Bristlecone Pine, Pinus longaeva 
In fact, all the trees up at the heights of the White Mountains are pines, and nearly all are the Bristlecone pines. The few yellow pine that manage to germinate and establish themselves there, never actually reach the size of a full grown tree.
Bristlecone Pine, Pinus longaeva 
The bristlecone pine is named after the little bristles at the edge of the developing female cones. The female cones take two years to mature and release the seeds.
Bristlecone Pine, Pinus longaeva, mature and open female cone
The Discovery Trail is a short loop. Although we were walking slowly soon we were  at the highest point and started heading back downhill. We came out of the forest, which was't very thick to begin with, and our path took us down a mostly exposed hillside, covered with scree.
There were a few plants there that were not bristlecone pines, nor belly flowers. A few 'fern' bushes grew on the more exposed western slope and we encountered them as we looped our way back and down the trail.
Fern Bush, Chamaebatiaria millefolium 
A few individual pines were growing outside of the main forest area. They looked wide and very impressive.

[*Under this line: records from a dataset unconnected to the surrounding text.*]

//! Route topology: definitions, the script language that produces them and
//! the session that evaluates scripts.

pub mod builder;
pub mod capability;
pub mod configurator;
pub mod definition;
pub mod error;
pub mod predicate;
pub mod script;
pub mod value;

pub use builder::{RouteDefinitionBuilder, TopologyBlock};
pub use capability::{Args, CapabilityError, CapabilityRegistry, TypeDescriptor};
pub use configurator::{CapabilityScope, ResetPolicy, RouteConfigurator};
pub use definition::{DefinitionBuilder, Endpoint, Route, RouteDefinition, Step};
pub use error::TopologyError;
pub use predicate::{Operand, Predicate};
pub use value::{Symbol, Value};
//! Routeplane SDK - message, exchange and processor types
//!
//! This crate provides the types that processors use to interact with
//! exchanges flowing through a Routeplane topology.

pub mod error;
pub mod exchange;
pub mod message;
pub mod processor;

pub mod prelude {
    //! Common imports for processor authors
    pub use crate::error::ProcessError;
    pub use crate::exchange::Exchange;
    pub use crate::message::{Body, Message};
    pub use crate::processor::{FnProcessor, NoopProcessor, Processor, ProcessorRef};
    pub use serde_json::{json, Value as JsonValue};
}

// Re-export key types at crate root
pub use error::ProcessError;
pub use exchange::Exchange;
pub use message::{Body, Message};
pub use processor::{FnProcessor, NoopProcessor, Processor, ProcessorRef};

Looking to the southwest we could see the towering snow-capped peaks of the Sierra Nevada range. On the morrow we would drive up to the Whitney Portal to get some mountain air over there, but on this day we were enjoying the desert scenery of the White Mountains.

The bristlecone pines grow very slowly. The growth season up there is very short and the weather extreme. What looked like small young trees can be a few centuries old.

Because of the dry climate there decomposition is also very, very slow. Dead logs can lie about for millennia before turning to dust.

In fact, dendrobiologist (tree scientists) were able to reconstruct a climatic timeline of the area that goes back nearly 13,000 years by matching tree rings of living an dead bristlecone pines.
Dead but still standing. 
From the final stretch of the loop trail we had a good view of the Schulman Grove. We snacked quickly, then got in the car and started driving up the road to the Patriarch Grove, about 2000 ft higher up the mountain.
Schulman Grove of Ancient Bristlecone Pine trees


  1. thank you thank you thank you thank you for taking me up there!!! such a magnificent place! such wonderful trees!

    1. It was a great treat to show you this place!

  2. These trees are amazing! The flowers are beautiful too :-)

    1. Thank you my friend, I hope you'll get to visit them too one day!